Éste siempre ha existido -lo interrumpió vivamente María Gavrílovna-. Nunca hubiera podido ser su esposa...

Lo sé -le dijo él en voz baja-. Sé que en un tiempo usted amó, pero la muerte y tres años de dolor...

¡Mi buena, mi querida María Gavrílovna! No intente privarme de mi único consuelo, de la idea de que usted hubiera aceptado hacer mi felicidad si... Calle, por Dios se lo ruego, calle. Me está usted torturando. Sí, lo sé, siento que usted hubiera sido mía, pero... soy la criatura más desgraciada del mundo... ¡estoy casado!

María Gavrílovna lo miró con asombro.

¡Estoy casado -prosiguió Burmín-; hace más de tres años que lo estoy y no sé quién es mi mujer, ni dónde está, ni si la volveré a ver algún día!

Pero ¿qué dice? -exclamó María Gavrílovna-. ¡Qué extraño! Siga, luego le contaré... pero siga, hágame el favor.

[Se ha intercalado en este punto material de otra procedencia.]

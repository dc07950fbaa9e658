use crate::flexgraph_logic::display::DisplayTables;
use lib_flexgraph::{IngestCommand, IngestMetrics, InstrumentRegistry, SnapshotBuilder, WindowAnchor};
use std::sync::Arc;
use tokio::sync::mpsc;

/// Shared handles given to every HTTP handler and background task.
#[derive(Clone)]
pub struct AppState {
    pub registry: Arc<InstrumentRegistry>,
    pub snapshots: SnapshotBuilder,
    pub metrics: Arc<IngestMetrics>,
    pub display: Arc<DisplayTables>,
    // Channel to send commands to the poller
    ingest_tx: mpsc::UnboundedSender<IngestCommand>,
}

impl AppState {
    pub fn new(
        registry: Arc<InstrumentRegistry>,
        anchor: WindowAnchor,
        metrics: Arc<IngestMetrics>,
        display: DisplayTables,
        ingest_tx: mpsc::UnboundedSender<IngestCommand>,
    ) -> Self {
        Self {
            snapshots: SnapshotBuilder::new(Arc::clone(&registry), anchor),
            registry,
            metrics,
            display: Arc::new(display),
            ingest_tx,
        }
    }

    /// Asks the poller to re-ingest an instrument's keys still in the store.
    pub fn request_rescan(&self, instrument: &str) -> Result<(), String> {
        self.ingest_tx
            .send(IngestCommand::Rescan {
                instrument: instrument.to_string(),
            })
            .map_err(|_| "Poller is not running.".to_string())
    }
}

A principios de 1812-contó Burmín-, me dirigía a toda prisa a Vilna, donde se encontraba nuestro regimiento. Al llegar ya entrada la noche a una estación de postas, mandé enganchar cuanto antes los caballos, cuando de pronto se levantó una terrible ventisca, y el jefe de postas y los cocheros me aconsejaron esperar. Les hice caso, pero un inexplicable desasosiego se apoderó de mí; parecía como si alguien no parara de empujarme. Mientras tanto la tempestad no amainaba, no pude aguantar más y mandé enganchar de nuevo y me puse en camino en medio de la tormenta. Al cochero se le ocurrió seguir el río, lo que debía acortarnos el viaje en tres verstas. Las orillas estaban cubiertas de nieve: el cochero pasó de largo el lugar donde debíamos retomar el camino, y de este modo nos encontramos en un paraje desconocido. La tormenta no amainaba; vi una lucecita y mandé que nos dirigiéramos hacia ella. Llegamos a una aldea: en la iglesia de madera había luz. La iglesia estaba abierta, tras la valla se veían varios trineos: por el atrio iba y venía gente.

«¡Aquí! ¡Aquí!», gritaron varias voces. «Pero, por Dios, ¿dónde te habías metido?-me dijo alguien-. La novia está desmayada, el pope no sabe qué hacer; ya nos disponíamos a irnos. Entra rápido.»

Salté en silencio del trineo y entré en la iglesia débilmente iluminada con dos o tres velas. La joven se sentaba en un banco, en un rincón oscuro de la iglesia; otra muchacha le fregaba las sienes. «Gracias a Dios -dijo ésta-, al fin ha llegado usted. Casi nos consume usted a la señorita.» Un viejo sacerdote se me acercó para preguntarme: «¿Podemos comenzar?» «Empiece, empiece, padre», le dije distraído.
Pusieron en pie a la señorita. No me pareció fea... Una ligereza incomprensible, imperdonable, sí... Me coloqué a su lado ante el altar: el sacerdote tenía prisa: los tres hombres y la doncella sostenían a la novia y no se ocupaban más que de ella. Nos desposaron. «Bésense», nos dijeron. Mi esposa dirigió hacia mí su pálido rostro. Yo quise darle un beso... Ella gritó: «¡Ah, no es él! ¡no es él!», y cayó sin sentido. Los padrinos me dirigieron sus espantadas miradas. Yo me di la vuelta, salí de la iglesia sin encontrar obstáculo alguno, me lancé hacia la kibitka y grité: «¡En marcha!»-¡Dios mío! -exclamó María Gavrílovna-. ¿Y no sabe usted qué pasó con su pobre esposa?

No lo sé -dijo Burmín-, no sé cómo se llama la aldea en que me casé, no recuerdo de qué estación de postas había salido. Por entonces le di tan poca importancia a mi criminal travesura, que, al dejar atrás la iglesia, me dormí y desperté al día siguiente por la mañana, ya en la tercera estación de postas. Mi sirviente, que entonces viajaba conmigo, murió durante la campaña, de manera que ahora no tengo ni la esperanza siquiera de encontrar a la mujer a la que gasté una broma tan cruel y que ahora tan cruelmente se ha vengado de mí.

¡Dios mío, Dios mío! -dijo María Gavrílovna agarrándole la mano-. ¡De modo que era usted! ¿Y no me reconoce?

Burmín palideció... y se arrojó a sus pies.